Unions in C programming

In this tutorial, we will learn about ‘union in C’, its uses and how it is different from structures.

unions in C

A union is a variable that may hold  objects of different types and sizes.

The declaration of a union type is similar to the declaration of a struct type. Just replace the struct keyword with union.

Syntax of Union:

struct structure_name 
{
    data_type member1;
    data_type member2;
    .
    .
    data_type memeber;
};  // semicolon is must in ending line.

For example: Creating structure of a Student .

union Student{
   int roll;
   char name[40];
};

Here, variable roll and name are called members of the union Student.

We can also declare variable for student as :

struct Student{
   int roll;
   char name[40];
} s1, s2, *s3; //variables of type Student.

Or

struct Student{
   int roll;
   char name[40];
} std;

int main(){
    std s1;
}

Accessing Union Variable


Accessing union variable is similar to that of structure.  ( . ) member operator for union objects and the (  -> ) operator for pointers to union objects.
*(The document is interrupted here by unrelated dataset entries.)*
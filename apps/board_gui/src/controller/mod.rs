//! Controller layer: UI/backend events, error classification, and the route
//! model driving the view switcher.

pub mod events;
pub mod orchestration;
pub mod routes;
In above example, we can access variable roll as:

s1.roll

Likewise, if you want to access name for union variable s3:

(*s3).name
or
s3->name


Difference between structure and
union


Difference between between structure and union can be demonstared by example:

#include <stdio.h>
union unionStudent
{
   char name[32];
   int roll;
} uStd;

struct structStudent
{
   char name[32];
   int roll;
} sStd;

int main()
{
   printf("size of union = %d", sizeof(uStd));
   printf("\nsize of structure = %d", sizeof(sStd));
   return 0;
}

Output

size of union = 32
size of structure = 36

More memory is allocated to structures than union


a struct defines a group of related variables and provides storage for all of its members, a union provides storage for a single variable, which may be one of several types.

In above program structure allocates memory for each variable. But union allocates memory equal to size of its largest variable.